Cassis hat gerade die Diskussion in Gang gesetzt.
Hermann widersprach hier und betonte, dass der Zeitpunkt einer solchen Lancierung dennoch wichtig sei. Man könne dem Bundesrat nicht die Schuld geben, dass das Rahmenabkommen noch nicht unter Dach und Fach sei. «Das ‹Window of oportunity› hat sich noch nicht geöffnet.»
Gewerkschafter Pardini kritisierte vehement die Stellung des Bundesrates und meinte, dass Aussenminister Ignazio Cassis mit seinem «Reset-Knopf» zum Meldeläufer der EU wurde. Dies sah Cassis’ Parteikollege Müller nicht so: «Cassis hat gerade die Diskussion in Gang gesetzt.»
Der Lohnschutz ist nicht verhandelbar! Es geht hier ums Eingemachte.
Ganz klar auch Blochers Position: «Wir hätten es lieber, wenn das Rahmenabkommen vom Tisch wäre. Der Grund liegt darin: Die EU verlangt von der Schweiz in wesentlichen Teilen EU-Gesetze zu übernehmen. Das sei die dynamische Rechtsübernahme.» Die Professorin für Europarecht an der Universität Basel, Christa Tobler, pflichtete Blocher nur zu einem Teil bei. «Es ist nicht so, dass die Schweiz gar keinen Einfluss hat.» Bei einem Nein gebe es auch andere Wege.

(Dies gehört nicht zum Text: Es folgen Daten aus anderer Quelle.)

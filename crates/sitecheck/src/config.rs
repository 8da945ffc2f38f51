//! Harness configuration

use std::path::{Path, PathBuf};
use std::time::Duration;

use serde::{Deserialize, Serialize};

use crate::audit::lighthouse::ScoreThresholds;
use crate::error::{CheckError, CheckResult};
use crate::playwright::Browser;

/// Top-level harness configuration.
///
/// Every field has a default, so a YAML file only needs to name what it
/// changes. CLI flags are applied on top of whatever the file provides.
#[derive(Debug, Clone, Serialize, Deserialize)]
#[serde(default)]
pub struct HarnessConfig {
    /// Root of the website file tree
    pub site_root: PathBuf,

    /// Content directory (relative to the site root) scanned for posts
    pub content_dir: PathBuf,

    /// File name that marks a section index inside the content directory
    pub index_file: String,

    /// Extension of content pages
    pub content_extension: String,

    /// Pages always under test, ahead of the discovered posts
    pub fixed_pages: Vec<String>,

    /// Post used by single-post checks when it exists
    pub preferred_post: String,

    pub server: ServerSettings,
    pub http: HttpSettings,
    pub browser: BrowserSettings,
    pub visual: VisualSettings,
    pub lighthouse: LighthouseSettings,

    /// axe-core bundle injected for accessibility audits
    pub axe_script_url: String,

    /// Third-party resources the site links to
    pub external_resources: Vec<String>,

    /// Images that must be served
    pub images: Vec<String>,
}

impl Default for HarnessConfig {
    fn default() -> Self {
        Self {
            site_root: PathBuf::from("."),
            content_dir: PathBuf::from("blog"),
            index_file: "index.html".to_string(),
            content_extension: "html".to_string(),
            fixed_pages: vec![
                "/index.html".to_string(),
                "/services/index.html".to_string(),
                "/blog/index.html".to_string(),
                "/blog/page/2/index.html".to_string(),
            ],
            preferred_post: "/blog/2020/4/the-sources-for-hunts-and-how-to-prioritise.html"
                .to_string(),
            server: ServerSettings::default(),
            http: HttpSettings::default(),
            browser: BrowserSettings::default(),
            visual: VisualSettings::default(),
            lighthouse: LighthouseSettings::default(),
            axe_script_url: "https://cdnjs.cloudflare.com/ajax/libs/axe-core/4.8.2/axe.min.js"
                .to_string(),
            external_resources: vec![
                "https://fonts.googleapis.com/css?family=Open+Sans:400,400italic,700,700italic|Open+Sans+Condensed:700".to_string(),
                "https://www.linkedin.com/in/marcusbakker".to_string(),
                "https://github.com/marcusbakker".to_string(),
            ],
            images: vec!["/images/logo.png".to_string(), "/images/marcus.jpg".to_string()],
        }
    }
}

impl HarnessConfig {
    /// Parse a config from a YAML string
    pub fn from_yaml(yaml: &str) -> CheckResult<Self> {
        serde_yaml::from_str(yaml).map_err(CheckError::from)
    }

    /// Parse a config from a YAML file
    pub fn from_file(path: &Path) -> CheckResult<Self> {
        let content = std::fs::read_to_string(path)?;
        Self::from_yaml(&content)
    }

    /// Load from `path` when given, defaults otherwise
    pub fn load(path: Option<&Path>) -> CheckResult<Self> {
        match path {
            Some(p) => Self::from_file(p),
            None => Ok(Self::default()),
        }
    }

    pub fn validate(&self) -> CheckResult<()> {
        if !self.site_root.is_dir() {
            return Err(CheckError::InvalidConfig(format!(
                "site root {} is not a directory",
                self.site_root.display()
            )));
        }
        if !(0.0..=100.0).contains(&self.visual.threshold) {
            return Err(CheckError::InvalidConfig(format!(
                "visual threshold {} is outside 0-100",
                self.visual.threshold
            )));
        }
        if self.lighthouse.max_attempts == 0 {
            return Err(CheckError::InvalidConfig(
                "lighthouse.max_attempts must be at least 1".to_string(),
            ));
        }
        Ok(())
    }
}

#[derive(Debug, Clone, Serialize, Deserialize)]
#[serde(default)]
pub struct ServerSettings {
    pub host: String,

    /// Fixed port; 0 binds an ephemeral one
    pub port: u16,

    pub startup_timeout_ms: u64,
}

impl Default for ServerSettings {
    fn default() -> Self {
        Self {
            host: "127.0.0.1".to_string(),
            port: 8000,
            startup_timeout_ms: 5_000,
        }
    }
}

impl ServerSettings {
    pub fn startup_timeout(&self) -> Duration {
        Duration::from_millis(self.startup_timeout_ms)
    }
}

#[derive(Debug, Clone, Serialize, Deserialize)]
#[serde(default)]
pub struct HttpSettings {
    pub timeout_secs: u64,
    pub external_timeout_secs: u64,
    pub user_agent: String,
}

impl Default for HttpSettings {
    fn default() -> Self {
        Self {
            timeout_secs: 10,
            external_timeout_secs: 15,
            user_agent: "Mozilla/5.0 (Macintosh; Intel Mac OS X 10_15_7) AppleWebKit/537.36"
                .to_string(),
        }
    }
}

#[derive(Debug, Clone, Serialize, Deserialize)]
#[serde(default)]
pub struct BrowserSettings {
    pub browsers: Vec<Browser>,
    pub headless: bool,

    /// Fixed delay after navigation; the site exposes no readiness signal
    pub settle_ms: u64,

    /// Directory holding the `playwright` node module, exported as NODE_PATH
    pub node_path: Option<PathBuf>,

    pub node_binary: PathBuf,

    /// Per-command timeout for the Playwright driver
    pub command_timeout_ms: u64,
}

impl Default for BrowserSettings {
    fn default() -> Self {
        Self {
            browsers: Browser::all().to_vec(),
            headless: true,
            settle_ms: 500,
            node_path: None,
            node_binary: PathBuf::from("node"),
            command_timeout_ms: 30_000,
        }
    }
}

impl BrowserSettings {
    pub fn settle(&self) -> Duration {
        Duration::from_millis(self.settle_ms)
    }
}

#[derive(Debug, Clone, Serialize, Deserialize)]
#[serde(default)]
pub struct VisualSettings {
    pub snapshot_dir: PathBuf,

    /// Maximum differing-byte percentage (0-100)
    pub threshold: f64,

    pub update_snapshots: bool,
}

impl Default for VisualSettings {
    fn default() -> Self {
        Self {
            snapshot_dir: PathBuf::from("tests/snapshots"),
            threshold: 0.1,
            update_snapshots: false,
        }
    }
}

#[derive(Debug, Clone, Serialize, Deserialize)]
#[serde(default)]
pub struct LighthouseSettings {
    pub binary: PathBuf,

    /// Arguments placed before the audit flags, e.g. `["lighthouse"]` with `binary: npx`
    pub args: Vec<String>,

    pub timeout_secs: u64,
    pub max_attempts: u32,
    pub retry_backoff_ms: u64,
    pub thresholds: ScoreThresholds,
}

impl Default for LighthouseSettings {
    fn default() -> Self {
        Self {
            binary: PathBuf::from("lighthouse"),
            args: Vec::new(),
            timeout_secs: 180,
            max_attempts: 3,
            retry_backoff_ms: 2_000,
            thresholds: ScoreThresholds::default(),
        }
    }
}

#[cfg(test)]
mod tests {
    use super::*;

    #[test]
    fn test_config_defaults() {
        let config = HarnessConfig::default();
        assert_eq!(config.server.port, 8000);
        assert_eq!(config.visual.threshold, 0.1);
        assert_eq!(config.lighthouse.timeout_secs, 180);
        assert_eq!(config.lighthouse.max_attempts, 3);
        assert_eq!(config.fixed_pages.len(), 4);
        assert!(!config.visual.update_snapshots);
    }

    #[test]
    fn test_partial_yaml_keeps_defaults() {
        let yaml = r#"
site_root: /srv/site
server:
  port: 0
visual:
  threshold: 0.5
browser:
  browsers: [chromium]
"#;
        let config = HarnessConfig::from_yaml(yaml).unwrap();
        assert_eq!(config.site_root, PathBuf::from("/srv/site"));
        assert_eq!(config.server.port, 0);
        assert_eq!(config.server.host, "127.0.0.1");
        assert_eq!(config.visual.threshold, 0.5);
        assert_eq!(config.visual.snapshot_dir, PathBuf::from("tests/snapshots"));
        assert_eq!(config.browser.browsers, vec![Browser::Chromium]);
        assert_eq!(config.browser.settle_ms, 500);
    }

    #[test]
    fn test_validate_rejects_missing_site_root() {
        let config = HarnessConfig {
            site_root: PathBuf::from("/definitely/not/a/site/root"),
            ..Default::default()
        };
        assert!(matches!(config.validate(), Err(CheckError::InvalidConfig(_))));
    }
}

Die flankierenden Massnahmen
In diesem Bereich gerieten sich die Protagonisten am stärksten in die Haare. Corrado Pardini klagte an, dass wenn Cassis den Lohnschutz über Bord werfe, dann sei es klar, dass die Gewerkschaften Nein sagen. Mehrere Male betonte er: «Der Lohnschutz ist nicht verhandelbar! Es geht hier ums Eingemachte.» Blocher meinte wiederum, dass wenn das EU-Rahmenabkommen durchkommt, dann befehle die EU. «Und dann können die Gewerkschaften abfahren.»
Die verschiedenen Punkte der flankierenden Massnahmen seien nicht die Erfindung von Cassis, meinte Blocher weiter. Die EU habe gefordert, dass die flankierenden Massnahmen in diesen Punkten gelockert werden müssten. «Das ist auch klar warum: Die Punkte widersprechen der Personenfreizügigkeit.»
Es geht nicht darum, dass die Flankierenden Massnahmen nicht angetastet werden.
Politgeograf Hermann erklärte, dass die wenigsten dafür seien, dass die flankierenden Massnahmen aufgegeben werden. «Unsere Umfrage im SRG-Wahlbarometer hat ergeben, dass man wenigstens darüber reden soll. Es geht nicht darum, dass die Flankierenden Massnahmen nicht angetastet werden.»
Die Kohäsionsmilliarde
Hier erklärte Blocher, dass er niemanden kenne, der dafür zahle, damit er exportieren könne und fragte dann auch: «Was zahlt denn die EU, dass sie am Schweizer Markt teilnehmen darf?»
Es ist nicht so, dass die Schweiz gar keinen Einfluss hat.
Schneider-Schneiter meinte, dass man schon sehen müsse, dass das auch ein Pfand sei für die Verhandlungen über das Rahmenabkommen. Pardini pflichtete ihr bei und gab auch zu bedenken: «Mit der Kohäsionsmilliarde stützen wir diese Länder und die Schweiz profitiert davon.»